[Dataset entries Boundary: Start]

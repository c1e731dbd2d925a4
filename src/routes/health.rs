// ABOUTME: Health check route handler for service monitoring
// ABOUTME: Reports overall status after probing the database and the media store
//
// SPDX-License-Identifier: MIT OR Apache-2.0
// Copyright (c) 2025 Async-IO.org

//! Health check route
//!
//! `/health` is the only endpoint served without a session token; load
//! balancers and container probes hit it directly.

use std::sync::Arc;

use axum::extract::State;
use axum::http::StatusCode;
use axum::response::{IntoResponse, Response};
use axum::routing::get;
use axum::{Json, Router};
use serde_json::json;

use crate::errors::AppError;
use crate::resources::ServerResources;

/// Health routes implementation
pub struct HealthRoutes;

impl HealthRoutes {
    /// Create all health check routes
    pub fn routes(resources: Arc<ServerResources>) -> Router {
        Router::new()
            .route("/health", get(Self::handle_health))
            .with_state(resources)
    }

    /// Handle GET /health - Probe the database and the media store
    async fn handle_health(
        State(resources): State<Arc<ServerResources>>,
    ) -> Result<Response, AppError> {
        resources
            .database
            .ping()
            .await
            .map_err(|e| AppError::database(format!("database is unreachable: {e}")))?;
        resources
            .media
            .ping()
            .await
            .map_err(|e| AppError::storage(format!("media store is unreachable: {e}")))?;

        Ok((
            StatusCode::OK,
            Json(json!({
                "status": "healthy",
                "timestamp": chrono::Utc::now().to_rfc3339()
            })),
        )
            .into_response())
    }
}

[Dataset entries Boundary: End]
[Dataset entries Boundary: Start]

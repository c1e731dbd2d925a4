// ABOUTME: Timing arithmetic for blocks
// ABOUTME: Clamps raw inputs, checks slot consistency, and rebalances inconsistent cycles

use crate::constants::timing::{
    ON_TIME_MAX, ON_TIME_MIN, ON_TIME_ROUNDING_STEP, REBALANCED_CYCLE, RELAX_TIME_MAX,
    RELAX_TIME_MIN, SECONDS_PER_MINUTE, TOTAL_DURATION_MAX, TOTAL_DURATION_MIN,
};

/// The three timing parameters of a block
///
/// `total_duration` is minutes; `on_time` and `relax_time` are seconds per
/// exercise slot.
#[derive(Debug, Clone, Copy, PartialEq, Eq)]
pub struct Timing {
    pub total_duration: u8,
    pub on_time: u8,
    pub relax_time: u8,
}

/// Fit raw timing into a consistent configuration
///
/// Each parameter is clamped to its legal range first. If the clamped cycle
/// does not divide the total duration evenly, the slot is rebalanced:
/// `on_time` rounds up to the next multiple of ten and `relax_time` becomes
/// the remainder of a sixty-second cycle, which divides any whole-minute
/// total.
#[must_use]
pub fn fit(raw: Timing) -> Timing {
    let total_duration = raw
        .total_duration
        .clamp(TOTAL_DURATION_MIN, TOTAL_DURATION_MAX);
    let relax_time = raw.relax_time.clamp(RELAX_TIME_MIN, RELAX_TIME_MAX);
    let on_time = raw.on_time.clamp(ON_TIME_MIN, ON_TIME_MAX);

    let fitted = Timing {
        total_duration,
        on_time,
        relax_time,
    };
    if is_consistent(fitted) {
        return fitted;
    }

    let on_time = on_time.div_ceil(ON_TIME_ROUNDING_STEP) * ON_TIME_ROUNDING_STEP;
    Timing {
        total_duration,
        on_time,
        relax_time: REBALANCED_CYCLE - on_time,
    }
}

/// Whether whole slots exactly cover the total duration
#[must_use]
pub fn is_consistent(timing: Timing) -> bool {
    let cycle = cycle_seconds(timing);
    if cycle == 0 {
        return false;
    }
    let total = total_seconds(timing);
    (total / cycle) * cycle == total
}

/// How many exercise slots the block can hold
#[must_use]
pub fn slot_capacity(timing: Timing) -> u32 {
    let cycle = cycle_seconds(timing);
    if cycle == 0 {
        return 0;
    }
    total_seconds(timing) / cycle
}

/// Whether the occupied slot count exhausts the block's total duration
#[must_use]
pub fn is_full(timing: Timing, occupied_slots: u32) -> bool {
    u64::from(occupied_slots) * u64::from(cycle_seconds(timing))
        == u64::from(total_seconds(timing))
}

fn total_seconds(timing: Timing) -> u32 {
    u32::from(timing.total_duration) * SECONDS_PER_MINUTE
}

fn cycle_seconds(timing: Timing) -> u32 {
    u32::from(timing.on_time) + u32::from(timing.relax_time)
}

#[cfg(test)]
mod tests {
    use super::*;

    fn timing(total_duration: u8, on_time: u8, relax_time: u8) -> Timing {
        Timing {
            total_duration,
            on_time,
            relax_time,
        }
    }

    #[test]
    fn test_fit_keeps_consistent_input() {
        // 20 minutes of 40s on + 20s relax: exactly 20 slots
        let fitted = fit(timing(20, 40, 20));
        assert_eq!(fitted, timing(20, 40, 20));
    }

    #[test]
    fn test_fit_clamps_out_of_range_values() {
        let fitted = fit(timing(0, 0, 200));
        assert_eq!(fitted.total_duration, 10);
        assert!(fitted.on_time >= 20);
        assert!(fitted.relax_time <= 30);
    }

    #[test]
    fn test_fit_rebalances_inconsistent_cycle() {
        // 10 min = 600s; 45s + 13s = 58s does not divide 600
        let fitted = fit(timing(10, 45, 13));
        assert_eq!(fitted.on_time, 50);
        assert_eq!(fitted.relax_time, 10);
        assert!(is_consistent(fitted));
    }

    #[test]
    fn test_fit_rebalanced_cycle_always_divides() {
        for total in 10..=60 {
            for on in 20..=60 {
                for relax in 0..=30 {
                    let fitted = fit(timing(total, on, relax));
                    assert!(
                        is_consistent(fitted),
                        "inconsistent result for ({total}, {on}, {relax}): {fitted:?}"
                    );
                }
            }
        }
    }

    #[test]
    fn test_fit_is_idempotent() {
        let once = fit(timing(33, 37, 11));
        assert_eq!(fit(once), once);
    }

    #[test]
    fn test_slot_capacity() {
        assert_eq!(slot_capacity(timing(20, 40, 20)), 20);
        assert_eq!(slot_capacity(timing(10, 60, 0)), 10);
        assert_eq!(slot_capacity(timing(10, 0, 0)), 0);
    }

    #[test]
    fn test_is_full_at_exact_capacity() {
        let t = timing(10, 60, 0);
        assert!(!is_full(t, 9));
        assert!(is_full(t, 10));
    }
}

[Dataset entries Boundary: End]

Each line with the word "ABOUTME" in the records above belongs in the result; copy all of them.

__Task output__
// ABOUTME: Health check route handler for service monitoring
// ABOUTME: Reports overall status after probing the database and the media store
// ABOUTME: Timing arithmetic for blocks
// ABOUTME: Clamps raw inputs, checks slot consistency, and rebalances inconsistent cycles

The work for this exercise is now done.